Inevitably, these deals fall into cracks somewhere in between the two, and often attract little more than a shrug when GlobalCapital quizzes bankers and portfolio managers about them. Some bankers even appear to enjoy scorning global local currency corporate bonds. They point to the minority participation of offshore buyers and suggest these are fruitless endeavours.

Such was the case when private sector lender Banco de Crédito del Perú included an internationally offered nuevo sol tranche in its senior bond issue at the start of the year. Demand was understood to be mostly local.

With América Móvil’s peso bond, around a quarter went to international buyers — a far lower percentage than Latin American sovereigns usually achieve when they internationally syndicate bonds in their own currencies.

Nevertheless, for América Móvil, consistently bringing foreign buyers to pesos is an achievement that should not be underestimated, even if they remain a minority in order books. Moreover, the cause this issuer is dedicated to is an important one for emerging markets bonds.

And it is true dedication. América Móvil started a similar programme more than a decade ago, breaking ground with the dual registration structure. But the scheme ran aground as América Móvil embarked on a multi-year deleveraging strategy that meant it stopped issuing and left the securities painfully illiquid.

This time, the issuer has promised consistent issuance, and thus wants to overcome one of the most significant barriers to attracting international investors to local currency corporate bonds: the lack of secondary market liquidity. With three deals in nine months, it is so far delivering.

All this matters for EM corporate finance. Plenty of companies in emerging markets would prefer to have funding in their own currencies, yet have been squeezed into dollar markets because they offer the size and tenor their domestic markets cannot.

At the same time, there is a competing force. Some countries — particularly Brazil — are experiencing a rapid expansion of corporate bond markets. This is taking potential LatAm issuers away from New York syndicate desks, as funding conditions have become more attractive locally.

With more EM corporate dollar bonds being repaid and repurchased than issued, the asset class risks losing some of the diversity that makes it attractive.

It therefore makes perfect sense to marry these two worlds. There should be no reason an investment manager that invests in the Brazilian rates market and lends to Brazilian retailers could not join those capabilities and buy Brazilian retailers’ bonds in reais. And there is only so far the development of domestic markets can go without bringing in international capital.

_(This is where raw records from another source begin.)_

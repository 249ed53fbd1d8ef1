//! Session failures reported by the conferencing engine

use std::fmt;

/// Error names raised by the engine for conference and connection failures.
pub mod names {
    pub const AUTHENTICATION_REQUIRED: &str = "conference.authenticationRequired";
    pub const PASSWORD_REQUIRED: &str = "conference.passwordRequired";
    pub const KICKED: &str = "conference.kicked";
    pub const CONFERENCE_DESTROYED: &str = "conference.destroyed";
    pub const CONNECTION_DROPPED: &str = "connection.droppedError";
    pub const PASSWORD_REQUIRED_CONNECTION: &str = "connection.passwordRequired";
}

/// A conference or connection failure.
///
/// `recoverable` failures are handled inside the app (a password prompt, an
/// authentication round trip) and never reach external listeners.
#[derive(Debug, Clone, PartialEq, Eq)]
pub struct ConferenceError {
    pub name: String,
    pub message: String,
    pub recoverable: bool,
}

impl ConferenceError {
    /// Failure the app may still get past
    pub fn recoverable(name: impl Into<String>) -> Self {
        Self {
            name: name.into(),
            message: String::new(),
            recoverable: true,
        }
    }

    /// Failure that ends the session
    pub fn terminal(name: impl Into<String>) -> Self {
        Self {
            name: name.into(),
            message: String::new(),
            recoverable: false,
        }
    }

    /// Classify by name: credential challenges are recoverable, the rest are
    /// terminal.
    pub fn from_name(name: impl Into<String>) -> Self {
        let name = name.into();
        match name.as_str() {
            names::AUTHENTICATION_REQUIRED
            | names::PASSWORD_REQUIRED
            | names::PASSWORD_REQUIRED_CONNECTION => Self::recoverable(name),
            _ => Self::terminal(name),
        }
    }

    /// The local participant was removed from the conference
    pub fn kicked() -> Self {
        Self::terminal(names::KICKED)
    }

    pub fn with_message(mut self, message: impl Into<String>) -> Self {
        self.message = message.into();
        self
    }

    pub fn is(&self, name: &str) -> bool {
        self.name == name
    }
}

/// `name: message`, or just `name` when there is no message
impl fmt::Display for ConferenceError {
    fn fmt(&self, f: &mut fmt::Formatter<'_>) -> fmt::Result {
        if self.message.is_empty() {
            f.write_str(&self.name)
        } else {
            write!(f, "{}: {}", self.name, self.message)
        }
    }
}

impl std::error::Error for ConferenceError {}
use meet_dispatch::Action;

use crate::app::AppAction;
use crate::calendar_sync::CalendarSyncAction;
use crate::conference::ConferenceAction;
use crate::config::ConfigAction;
use crate::connection::ConnectionAction;
use crate::known_domains::KnownDomainsAction;
use crate::lib_engine::LibEngineAction;
use crate::picture_in_picture::PictureInPictureAction;
use crate::ui::UiAction;

/// Every action the shell store accepts, grouped by owning feature.
///
/// Feature enums convert into it with `.into()`; kind tokens stay those of
/// the feature, so `ShellAction::from(left).kind()` is
/// `&conference::kinds::CONFERENCE_LEFT`.
#[derive(Action, Clone, Debug)]
#[action(feature = "shell")]
pub enum ShellAction {
    #[action(nested)]
    App(AppAction),
    #[action(nested)]
    Calendar(CalendarSyncAction),
    #[action(nested)]
    Conference(ConferenceAction),
    #[action(nested)]
    Config(ConfigAction),
    #[action(nested)]
    Connection(ConnectionAction),
    #[action(nested)]
    KnownDomains(KnownDomainsAction),
    #[action(nested)]
    LibEngine(LibEngineAction),
    #[action(nested)]
    PictureInPicture(PictureInPictureAction),
    #[action(nested)]
    Ui(UiAction),
}
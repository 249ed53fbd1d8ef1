//! Responsive UI, toolbox and filmstrip visibility

use meet_dispatch::{Action, SliceKey, SliceUpdate};

use crate::action::ShellAction;

pub const RESPONSIVE_UI: SliceKey<ResponsiveUiState> = SliceKey::new("features/base/responsive-ui");
pub const TOOLBOX: SliceKey<ToolboxState> = SliceKey::new("features/toolbox");
pub const FILMSTRIP: SliceKey<FilmstripState> = SliceKey::new("features/filmstrip");

#[derive(Action, Clone, Debug)]
#[action(feature = "ui", kinds = "kinds")]
pub enum UiAction {
    /// The window got too small (or large enough again) for the full UI
    SetReducedUi { reduced: bool },
    SetToolboxEnabled { enabled: bool },
    SetFilmstripEnabled { enabled: bool },
}

#[derive(Debug, Clone, PartialEq, Default)]
pub struct ResponsiveUiState {
    pub reduced_ui: bool,
}

#[derive(Debug, Clone, PartialEq)]
pub struct ToolboxState {
    pub enabled: bool,
}

impl Default for ToolboxState {
    fn default() -> Self {
        Self { enabled: true }
    }
}

#[derive(Debug, Clone, PartialEq)]
pub struct FilmstripState {
    pub enabled: bool,
}

impl Default for FilmstripState {
    fn default() -> Self {
        Self { enabled: true }
    }
}

pub fn responsive_ui_reducer(
    state: &ResponsiveUiState,
    action: &ShellAction,
) -> SliceUpdate<ResponsiveUiState> {
    match action {
        ShellAction::Ui(UiAction::SetReducedUi { reduced }) => SliceUpdate::when_changed(
            state,
            ResponsiveUiState {
                reduced_ui: *reduced,
            },
        ),
        _ => SliceUpdate::Unchanged,
    }
}

pub fn toolbox_reducer(state: &ToolboxState, action: &ShellAction) -> SliceUpdate<ToolboxState> {
    match action {
        ShellAction::Ui(UiAction::SetToolboxEnabled { enabled }) => {
            SliceUpdate::when_changed(state, ToolboxState { enabled: *enabled })
        }
        _ => SliceUpdate::Unchanged,
    }
}

pub fn filmstrip_reducer(
    state: &FilmstripState,
    action: &ShellAction,
) -> SliceUpdate<FilmstripState> {
    match action {
        ShellAction::Ui(UiAction::SetFilmstripEnabled { enabled }) => {
            SliceUpdate::when_changed(state, FilmstripState { enabled: *enabled })
        }
        _ => SliceUpdate::Unchanged,
    }
}

#[cfg(test)]
mod tests {
    use super::*;

    #[test]
    fn test_kind_names() {
        assert_eq!(UiAction::SetReducedUi { reduced: true }.name(), "SET_REDUCED_UI");
        assert_eq!(
            UiAction::SetToolboxEnabled { enabled: true }.name(),
            "SET_TOOLBOX_ENABLED"
        );
    }

    #[test]
    fn test_same_value_is_unchanged() {
        let update = toolbox_reducer(
            &ToolboxState::default(),
            &ShellAction::Ui(UiAction::SetToolboxEnabled { enabled: true }),
        );
        assert_eq!(update, SliceUpdate::Unchanged);
    }
}
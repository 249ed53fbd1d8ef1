//! Keyed async follow-ups
//!
//! A middleware that needs to await something (a calendar fetch, a transport
//! request) hands the future to the store's [`TaskManager`]. When the future
//! completes, the action it yields goes back into the store's follow-up queue
//! and is dispatched from the first middleware like any other action.
//!
//! Running tasks are never aborted. Starting a task under a key that is
//! already in flight makes the older task stale: it still runs to the end,
//! but only the newest task under a key delivers its action.
//!
//! ```ignore
//! store.spawn("calendar-refresh", async move {
//!     let events = source.fetch().await;
//!     CalendarAction::SetEvents(events).into()
//! })?;
//! ```

use std::collections::HashMap;
use std::fmt;
use std::future::Future;
use std::sync::atomic::{AtomicU64, Ordering};
use std::sync::Arc;

use tokio::runtime::Handle;
use tokio::sync::mpsc;

use crate::error::DispatchError;
use crate::Action;

/// Key under which a follow-up task runs.
#[derive(Clone, Debug, Eq, PartialEq, Hash)]
pub struct TaskKey(String);

impl TaskKey {
    pub fn new(name: impl Into<String>) -> Self {
        Self(name.into())
    }

    pub fn name(&self) -> &str {
        &self.0
    }
}

impl From<&str> for TaskKey {
    fn from(s: &str) -> Self {
        Self::new(s)
    }
}

impl From<String> for TaskKey {
    fn from(s: String) -> Self {
        Self(s)
    }
}

impl fmt::Display for TaskKey {
    fn fmt(&self, f: &mut fmt::Formatter<'_>) -> fmt::Result {
        f.write_str(&self.0)
    }
}

/// Runs keyed futures on tokio and feeds their actions to a channel.
pub struct TaskManager<A> {
    generations: HashMap<TaskKey, Arc<AtomicU64>>,
    follow_ups: mpsc::UnboundedSender<A>,
}

impl<A> fmt::Debug for TaskManager<A> {
    fn fmt(&self, f: &mut fmt::Formatter<'_>) -> fmt::Result {
        f.debug_struct("TaskManager")
            .field("keys", &self.generations.keys().collect::<Vec<_>>())
            .finish()
    }
}

impl<A: Action> TaskManager<A> {
    /// Create a manager sending completed actions to `follow_ups`
    pub fn new(follow_ups: mpsc::UnboundedSender<A>) -> Self {
        Self {
            generations: HashMap::new(),
            follow_ups,
        }
    }

    /// Run `future` on the current tokio runtime.
    ///
    /// Any task still in flight under `key` keeps running, but its action
    /// is dropped when it completes.
    ///
    /// # Errors
    ///
    /// [`DispatchError::NoRuntime`] when called outside a tokio runtime.
    pub fn spawn<F>(&mut self, key: impl Into<TaskKey>, future: F) -> Result<(), DispatchError>
    where
        F: Future<Output = A> + Send + 'static,
    {
        let key = key.into();
        let runtime = Handle::try_current().map_err(|_| DispatchError::NoRuntime {
            task: key.to_string(),
        })?;

        let latest = Arc::clone(self.generations.entry(key.clone()).or_default());
        let generation = latest.fetch_add(1, Ordering::SeqCst) + 1;
        let tx = self.follow_ups.clone();
        runtime.spawn(async move {
            let action = future.await;
            if latest.load(Ordering::SeqCst) != generation {
                tracing::debug!(task = %key, action = %action.kind(), "stale follow-up dropped");
                return;
            }
            if tx.send(action).is_err() {
                tracing::debug!(task = %key, "follow-up dropped, store is gone");
            }
        });
        Ok(())
    }
}

#[cfg(test)]
mod tests {
    use super::*;
    use crate::ActionKind;
    use std::sync::atomic::AtomicBool;
    use std::time::Duration;

    static FETCHED: ActionKind = ActionKind::new("test", "FETCHED");

    #[derive(Clone, Debug, PartialEq)]
    struct Fetched(u32);

    impl Action for Fetched {
        fn kind(&self) -> &'static ActionKind {
            &FETCHED
        }
    }

    #[test]
    fn test_task_key_conversions() {
        let a = TaskKey::new("calendar");
        let b: TaskKey = "calendar".into();
        let c: TaskKey = String::from("calendar").into();
        assert_eq!(a, b);
        assert_eq!(b, c);
        assert_eq!(a.to_string(), "calendar");
    }

    #[tokio::test(start_paused = true)]
    async fn test_spawn_feeds_follow_up() {
        let (tx, mut rx) = mpsc::unbounded_channel();
        let mut tasks = TaskManager::new(tx);

        tasks.spawn("fetch", async { Fetched(7) }).unwrap();

        assert_eq!(rx.recv().await, Some(Fetched(7)));
    }

    #[tokio::test(start_paused = true)]
    async fn test_same_key_drops_stale_result_without_aborting() {
        let (tx, mut rx) = mpsc::unbounded_channel();
        let mut tasks = TaskManager::new(tx);
        let finished = Arc::new(AtomicBool::new(false));

        let flag = Arc::clone(&finished);
        tasks
            .spawn("fetch", async move {
                tokio::time::sleep(Duration::from_secs(5)).await;
                flag.store(true, Ordering::SeqCst);
                Fetched(1)
            })
            .unwrap();
        tasks
            .spawn("fetch", async {
                tokio::time::sleep(Duration::from_secs(1)).await;
                Fetched(2)
            })
            .unwrap();

        assert_eq!(rx.recv().await, Some(Fetched(2)));
        tokio::time::sleep(Duration::from_secs(10)).await;
        assert!(finished.load(Ordering::SeqCst));
        assert!(rx.try_recv().is_err());
    }

    #[tokio::test(start_paused = true)]
    async fn test_newer_result_wins_even_if_older_finishes_first() {
        let (tx, mut rx) = mpsc::unbounded_channel();
        let mut tasks = TaskManager::new(tx);

        tasks.spawn("fetch", async { Fetched(1) }).unwrap();
        tasks
            .spawn("fetch", async {
                tokio::time::sleep(Duration::from_secs(1)).await;
                Fetched(2)
            })
            .unwrap();

        assert_eq!(rx.recv().await, Some(Fetched(2)));
        assert!(rx.try_recv().is_err());
    }

    #[tokio::test(start_paused = true)]
    async fn test_keys_are_independent() {
        let (tx, mut rx) = mpsc::unbounded_channel();
        let mut tasks = TaskManager::new(tx);

        tasks
            .spawn("a", async {
                tokio::time::sleep(Duration::from_secs(1)).await;
                Fetched(1)
            })
            .unwrap();
        tasks.spawn("b", async { Fetched(2) }).unwrap();

        assert_eq!(rx.recv().await, Some(Fetched(2)));
        assert_eq!(rx.recv().await, Some(Fetched(1)));
    }

    #[test]
    fn test_spawn_outside_runtime_is_an_error() {
        let (tx, _rx) = mpsc::unbounded_channel();
        let mut tasks = TaskManager::new(tx);

        let err = tasks.spawn("fetch", async { Fetched(1) }).unwrap_err();
        assert_eq!(
            err,
            DispatchError::NoRuntime {
                task: "fetch".into()
            }
        );
    }
}
//! Device selection popup
//!
//! The popup is a detached surface: it asks the conference window about
//! devices over a [`Transport`] on the `devices` bus and renders whatever
//! [`DialogProps`] it ends up with. Every request has a default, so a
//! conference window that cannot answer just yields a dialog with the
//! controls disabled.

use std::sync::atomic::{AtomicU64, Ordering};
use std::sync::{Arc, Weak};

use meet_dispatch::{Message, Transport, TransportError};
use serde::{Deserialize, Serialize};
use serde_json::json;
use tokio::sync::watch;

/// Request/response bus
pub const DEVICES_BUS: &str = "devices";
/// One-way bus for dialog lifecycle events
pub const DIALOG_BUS: &str = "devices-dialog";

#[derive(Debug, Clone, Copy, PartialEq, Eq, Serialize, Deserialize)]
#[serde(rename_all = "lowercase")]
pub enum DeviceKind {
    AudioInput,
    AudioOutput,
    VideoInput,
}

#[derive(Debug, Clone, PartialEq, Eq, Default, Serialize, Deserialize)]
#[serde(rename_all = "camelCase", default)]
pub struct MediaDevice {
    pub device_id: String,
    pub label: String,
    pub kind: String,
}

#[derive(Debug, Clone, PartialEq, Eq, Default, Serialize, Deserialize)]
#[serde(rename_all = "camelCase", default)]
pub struct AvailableDevices {
    pub audio_input: Vec<MediaDevice>,
    pub audio_output: Vec<MediaDevice>,
    pub video_input: Vec<MediaDevice>,
}

#[derive(Debug, Clone, PartialEq, Eq, Default, Serialize, Deserialize)]
#[serde(rename_all = "camelCase", default)]
pub struct CurrentDevices {
    pub audio_input: Option<MediaDevice>,
    pub audio_output: Option<MediaDevice>,
    pub video_input: Option<MediaDevice>,
}

/// What the dialog renders
#[derive(Debug, Clone, PartialEq, Eq, Default)]
pub struct DialogProps {
    pub available_devices: AvailableDevices,
    pub current_audio_input_id: Option<String>,
    pub current_audio_output_id: Option<String>,
    pub current_video_input_id: Option<String>,
    pub disable_audio_input_change: bool,
    pub disable_device_change: bool,
    pub hide_audio_output_select: bool,
}

struct PopupInner {
    transport: Transport,
    props: watch::Sender<DialogProps>,
    generation: AtomicU64,
}

/// Model behind the device selection popup. Cheap to clone.
#[derive(Clone)]
pub struct DeviceSelectionPopup {
    inner: Arc<PopupInner>,
}

impl std::fmt::Debug for DeviceSelectionPopup {
    fn fmt(&self, f: &mut std::fmt::Formatter<'_>) -> std::fmt::Result {
        f.debug_struct("DeviceSelectionPopup")
            .field("props", &*self.inner.props.borrow())
            .field("generation", &self.inner.generation.load(Ordering::Relaxed))
            .finish()
    }
}

fn request(name: &str) -> Message {
    Message::new(DEVICES_BUS, name)
}

impl DeviceSelectionPopup {
    /// Popup talking over `transport`; refreshes the device list whenever
    /// the other side reports `deviceListChanged`.
    pub fn new(transport: Transport) -> Self {
        let (props, _) = watch::channel(DialogProps::default());
        let inner = Arc::new(PopupInner {
            transport,
            props,
            generation: AtomicU64::new(0),
        });

        let weak: Weak<PopupInner> = Arc::downgrade(&inner);
        inner.transport.on("deviceListChanged", move |message| {
            if message.bus_type != DEVICES_BUS {
                return false;
            }
            let Some(inner) = weak.upgrade() else {
                return false;
            };
            match tokio::runtime::Handle::try_current() {
                Ok(handle) => {
                    let popup = DeviceSelectionPopup { inner };
                    handle.spawn(async move { popup.update_available_devices().await });
                }
                Err(_) => tracing::debug!("no runtime, device list refresh skipped"),
            }
            true
        });

        Self { inner }
    }

    /// Current props
    pub fn props(&self) -> DialogProps {
        self.inner.props.borrow().clone()
    }

    /// Receiver notified every time the props change
    pub fn subscribe(&self) -> watch::Receiver<DialogProps> {
        self.inner.props.subscribe()
    }

    fn next_generation(&self) -> u64 {
        self.inner.generation.fetch_add(1, Ordering::SeqCst) + 1
    }

    fn is_current(&self, generation: u64) -> bool {
        self.inner.generation.load(Ordering::SeqCst) == generation
    }

    /// Gather everything the dialog needs.
    pub async fn init(&self) {
        let generation = self.next_generation();
        let transport = &self.inner.transport;

        let (
            available,
            list_available,
            change_available,
            output_change_available,
            current,
            multiple_inputs,
        ) = tokio::join!(
            transport.request_or(request("getAvailableDevices"), AvailableDevices::default()),
            transport.request_or(request("isDeviceListAvailable"), false),
            transport.request_or(request("isDeviceChangeAvailable"), false),
            transport.request_or(
                request("isDeviceChangeAvailable").with("deviceType", "output"),
                false
            ),
            transport.request_or(request("getCurrentDevices"), CurrentDevices::default()),
            transport.request_or(request("isMultipleAudioInputSupported"), false),
        );

        let device_id = |device: Option<MediaDevice>| device.map(|d| d.device_id);
        let fresh = self.is_current(generation);
        self.inner.props.send_modify(|props| {
            if fresh {
                props.available_devices = available;
            }
            props.current_audio_input_id = device_id(current.audio_input);
            props.current_audio_output_id = device_id(current.audio_output);
            props.current_video_input_id = device_id(current.video_input);
            props.disable_audio_input_change = !multiple_inputs;
            props.disable_device_change = !list_available || !change_available;
            props.hide_audio_output_select = !output_change_available;
        });
    }

    /// Re-fetch the device list; a result overtaken by a newer refresh is
    /// dropped.
    pub async fn update_available_devices(&self) {
        let generation = self.next_generation();
        let devices = self
            .inner
            .transport
            .request_or(request("getAvailableDevices"), AvailableDevices::default())
            .await;
        if !self.is_current(generation) {
            tracing::debug!(generation, "stale device list dropped");
            return;
        }
        self.inner.props.send_if_modified(|props| {
            if props.available_devices == devices {
                return false;
            }
            props.available_devices = devices;
            true
        });
    }

    async fn set_device(&self, id: &str, kind: DeviceKind) -> bool {
        self.inner
            .transport
            .request_or(
                request("setDevice").with("device", json!({ "id": id, "kind": kind })),
                false,
            )
            .await
    }

    pub async fn set_audio_input_device(&self, id: &str) -> bool {
        self.set_device(id, DeviceKind::AudioInput).await
    }

    pub async fn set_audio_output_device(&self, id: &str) -> bool {
        self.set_device(id, DeviceKind::AudioOutput).await
    }

    pub async fn set_video_input_device(&self, id: &str) -> bool {
        self.set_device(id, DeviceKind::VideoInput).await
    }

    /// Tell the conference window the dialog is gone and stop talking.
    pub fn close(&self) -> Result<(), TransportError> {
        let sent = self
            .inner
            .transport
            .send_event(Message::new(DIALOG_BUS, "close"));
        self.inner.transport.dispose();
        sent
    }
}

Couple this with a fast-growing pensions sector, as is emerging in Mexico, and the funding panorama could be transformed.

It may not be easy, but EM issuers should not give up on this frontier. When there is so little global local corporate issuance from EM, anything is better than nothing. Deals like América Móvil’s could be building blocks for a more sustainable and efficient financing environment for the companies that often drive EM economic growth.

Sure, quarterly issues from a single-A rated company at a double digit spread may not be the most thrilling spectacle in the comparatively racy EM bond market. But DCM bankers should be on the look-out for other companies ready to dial up similar programmes.